Elle portait un manteau noir en vison qu’elle déposa sur le dossier d’une chaise. Dessous, elle portait une robe bordeaux que je ne lui avais jamais vue avant.

– Tu veux un verre ? demanda-t-elle.

Je hochai la tête. Je regardai autour de moi et pensai à toutes les fois où Bettý et moi nous avions fait l’amour quand nous étions seules dans cette maison. Tout était pareil et pourtant tout était différent.

– Pourquoi est-ce que tu m’évites ? demandai-je.

– Tu le sais, idiote. Nous en avons parlé cent fois. Tu sais ce que nous avons fait.

– Je sais ce que toi tu as fait, dis-je. Je ne suis pas tout à fait sûre de ce que j’ai fait.

Un verre d’une liqueur italienne à la main, elle vint vers moi.

– Pourquoi est-ce que tu me parles sur ce ton ? dit-elle. Est-ce que nous ne sommes pas amies ?

Elle s’assit sur le grand canapé du séjour, sortit les cigarettes et en alluma une. Elle en aspira la fumée bleue toxique qui, lorsqu’elle l’expira, était devenue presque blanche.

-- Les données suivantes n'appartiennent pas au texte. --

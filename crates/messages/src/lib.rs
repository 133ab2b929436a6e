//! Messages crate - local inbox and conversation store
//!
//! This crate provides the stateful part of the Lost & Found front office:
//! - Domain models (InboundMessage, ThreadMessage)
//! - Key-value persistence substrates (in-memory, file, SQLite)
//! - MessageThreadStore with seeding and best-effort persistence
//! - Revocable subscriptions for synchronous change notification
//! - Query API for the admin inbox view
//!
//! The crate has no UI or network dependencies. Construct one store per
//! process and share it by reference.

pub mod clock;
pub mod events;
pub mod models;
pub mod query;
pub mod seed;
pub mod storage;
pub mod store;

pub use clock::{Clock, IdGenerator, ManualClock, SystemClock};
pub use events::{EventKind, StoreEvent, Subscription};
pub use models::{ADMIN_IDENTITY, ADMIN_NAME, InboundMessage, MessageId, ThreadMessage};
pub use query::{ConversationSummary, list_conversations, search_inbound};
pub use storage::{FileKeyValueStore, InMemoryKeyValueStore, KeyValueStore, SqliteKeyValueStore};
pub use store::{MESSAGES_KEY, MessageThreadStore, Persistence, Sent, THREADS_KEY};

– Qu’est-ce que tu dis de ça ? dis-je en m’asseyant sur une chaise en face d’elle. Elle avait allumé un joli lampadaire et c’était la seule lumière dans toute la maison. Il projetait une clarté blafarde sur nous deux qui, un jour, avions été si proches. La fumée de la cigarette grecque valsait doucement dans la lumière avant de se dissiper. De temps à autre, une voiture longeait la rue d’en face.

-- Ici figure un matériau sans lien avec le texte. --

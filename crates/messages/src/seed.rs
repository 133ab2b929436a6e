//! Example data shown on first run

use chrono::{DateTime, Duration, Utc};

use crate::clock::IdGenerator;
use crate::models::{ADMIN_IDENTITY, InboundMessage, ThreadMessage, first_name};

/// A contact-form submission used to populate an empty store
pub struct SeedContact {
    pub name: &'static str,
    pub email: &'static str,
    pub subject: &'static str,
    pub body: &'static str,
}

pub const SEED_CONTACTS: [SeedContact; 2] = [
    SeedContact {
        name: "John Smith",
        email: "john@example.com",
        subject: "Lost wallet near the library",
        body: "Hi, I lost a brown leather wallet near the main library on Tuesday. \
               Has anything like that been handed in?",
    },
    SeedContact {
        name: "Jane Doe",
        email: "jane@example.com",
        subject: "Question about claiming an item",
        body: "I think the blue umbrella listed on the site is mine. \
               What do I need to bring to collect it?",
    },
];

/// The inbound messages for every seed contact, in order
pub fn inbound_messages(ids: &IdGenerator, now: DateTime<Utc>) -> Vec<InboundMessage> {
    SEED_CONTACTS
        .iter()
        .map(|c| InboundMessage::new(ids.next(now), c.name, c.email, c.subject, c.body, now))
        .collect()
}

/// Two-message exchange: the participant asks, staff replies an hour later
pub fn thread_for(contact: &SeedContact, ids: &IdGenerator, now: DateTime<Utc>) -> Vec<ThreadMessage> {
    let asked_at = now - Duration::hours(2);
    let replied_at = now - Duration::hours(1);

    let question = ThreadMessage::new(
        ids.next(asked_at),
        contact.email,
        contact.name,
        format!("Re: {}\n\n{}", contact.subject, contact.body),
        asked_at,
    );
    let reply = ThreadMessage::new(
        ids.next(replied_at),
        ADMIN_IDENTITY,
        ADMIN_IDENTITY,
        format!(
            "Hello {}, thanks for getting in touch. We're checking the found items log \
             and will update you here shortly.",
            first_name(contact.name)
        ),
        replied_at,
    );

    vec![question, reply]
}
//! Key-value substrate trait definition

use anyhow::Result;

/// Synchronous string key-value store
///
/// Implementations may fail on any call (quota, I/O, locking); callers in
/// this crate treat every failure as non-fatal.
pub trait KeyValueStore: Send + Sync {
    /// Read the value stored under `key`, `None` when absent
    fn read(&self, key: &str) -> Result<Option<String>>;

    /// Replace the value stored under `key`
    fn write(&self, key: &str, value: &str) -> Result<()>;

    /// Remove `key` if present
    fn remove(&self, key: &str) -> Result<()>;
}
//! Conversation and inbound-message queries

use chrono::{DateTime, Utc};
use serde::{Deserialize, Serialize};

use crate::models::InboundMessage;
use crate::store::MessageThreadStore;

/// Maximum characters shown for the last-message preview
const PREVIEW_CHARS: usize = 80;

/// Summary information for displaying a conversation in the admin inbox
#[derive(Debug, Clone, PartialEq, Eq, Serialize, Deserialize)]
pub struct ConversationSummary {
    /// Participant email (the thread key)
    pub key: String,
    /// Participant display name, if they ever wrote or appear in the inbox
    pub participant_name: Option<String>,
    /// Preview of the most recent message
    pub last_message_preview: String,
    pub last_message_at: DateTime<Utc>,
    pub message_count: usize,
    /// True when the participant spoke last and staff has not replied yet
    pub awaiting_reply: bool,
}

/// List conversations, most recent activity first
pub fn list_conversations(store: &MessageThreadStore) -> Vec<ConversationSummary> {
    let inbound = store.get_all();

    let mut summaries: Vec<ConversationSummary> = store
        .thread_keys()
        .into_iter()
        .filter_map(|key| {
            let thread = store.get_thread(&key);
            let last = thread.last()?;

            let participant_name = thread
                .iter()
                .find(|m| !m.is_from_admin())
                .map(|m| m.name.clone())
                .or_else(|| {
                    inbound
                        .iter()
                        .find(|m| m.email == key)
                        .map(|m| m.from.clone())
                });

            Some(ConversationSummary {
                participant_name,
                last_message_preview: preview(&last.body, PREVIEW_CHARS),
                last_message_at: last.date,
                message_count: thread.len(),
                awaiting_reply: !last.is_from_admin(),
                key,
            })
        })
        .collect();

    summaries.sort_by(|a, b| b.last_message_at.cmp(&a.last_message_at));
    summaries
}

/// Inbound messages matching `needle` (case-insensitive), in insertion order
///
/// A blank needle matches everything.
pub fn search_inbound(store: &MessageThreadStore, needle: &str) -> Vec<InboundMessage> {
    let needle = needle.trim();
    store
        .get_all()
        .into_iter()
        .filter(|m| needle.is_empty() || m.matches(needle))
        .collect()
}

/// First line of `text`, cut to `max_chars` characters with an ellipsis
pub fn preview(text: &str, max_chars: usize) -> String {
    let line = text.lines().find(|l| !l.trim().is_empty()).unwrap_or("").trim();
    if line.chars().count() <= max_chars {
        return line.to_string();
    }
    let mut cut: String = line.chars().take(max_chars.saturating_sub(1)).collect();
    cut.push('…');
    cut
}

– De quoi tu parles ? Qu’est-ce qu’il te voulait, ce flic ?

– Il a dit qu’ils voulaient me voir. Dès ce soir. À propos de l’examen du cadavre de Tómas. Tu es au courant ?

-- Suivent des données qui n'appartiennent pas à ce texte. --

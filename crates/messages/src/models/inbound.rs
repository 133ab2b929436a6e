//! Inbound message model (contact-form submissions shown in the admin inbox)

use chrono::{DateTime, Utc};
use serde::{Deserialize, Serialize};
use std::fmt;

/// Identifier for inbound and thread messages
///
/// Derived from the creation time in milliseconds since the epoch.
#[derive(Debug, Clone, Copy, PartialEq, Eq, PartialOrd, Ord, Hash, Serialize, Deserialize)]
#[serde(transparent)]
pub struct MessageId(pub i64);

impl MessageId {
    pub fn new(id: i64) -> Self {
        Self(id)
    }

    pub fn value(&self) -> i64 {
        self.0
    }
}

impl From<i64> for MessageId {
    fn from(id: i64) -> Self {
        Self(id)
    }
}

impl fmt::Display for MessageId {
    fn fmt(&self, f: &mut fmt::Formatter<'_>) -> fmt::Result {
        write!(f, "{}", self.0)
    }
}

/// A message that arrived from a citizen, keyed into threads by `email`
#[derive(Debug, Clone, PartialEq, Eq, Serialize, Deserialize)]
pub struct InboundMessage {
    pub id: MessageId,
    /// Sender display name
    pub from: String,
    /// Sender address, also the thread key for the conversation
    pub email: String,
    pub subject: String,
    pub body: String,
    pub date: DateTime<Utc>,
}

impl InboundMessage {
    pub fn new(
        id: MessageId,
        from: impl Into<String>,
        email: impl Into<String>,
        subject: impl Into<String>,
        body: impl Into<String>,
        date: DateTime<Utc>,
    ) -> Self {
        Self {
            id,
            from: from.into(),
            email: email.into(),
            subject: subject.into(),
            body: body.into(),
            date,
        }
    }

    /// Case-insensitive substring match over sender, address, subject and body
    pub fn matches(&self, needle: &str) -> bool {
        let needle = needle.to_lowercase();
        [&self.from, &self.email, &self.subject, &self.body]
            .iter()
            .any(|field| field.to_lowercase().contains(&needle))
    }
}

– Non, dit Bettý. J’étais sortie toute la soirée.

– Où est-ce que tu étais ? demandai-je. Habillée comme ça ? C’est la veuve joyeuse qui recommence tout de suite à s’amuser ?

– Pourquoi est-ce que tu me parles comme ça ?

– Tu te souviens d’une femme du nom de Sylvía ? dis-je en me penchant vers elle. Ta petite amie autrefois. Tu te souviens d’elle ?

Bettý me regarda et il me sembla voir un petit sourire sur ses lèvres. Je croyais avoir mal vu, mais ensuite elle arbora un large sourire. On aurait dit qu’elle voulait se moquer de moi.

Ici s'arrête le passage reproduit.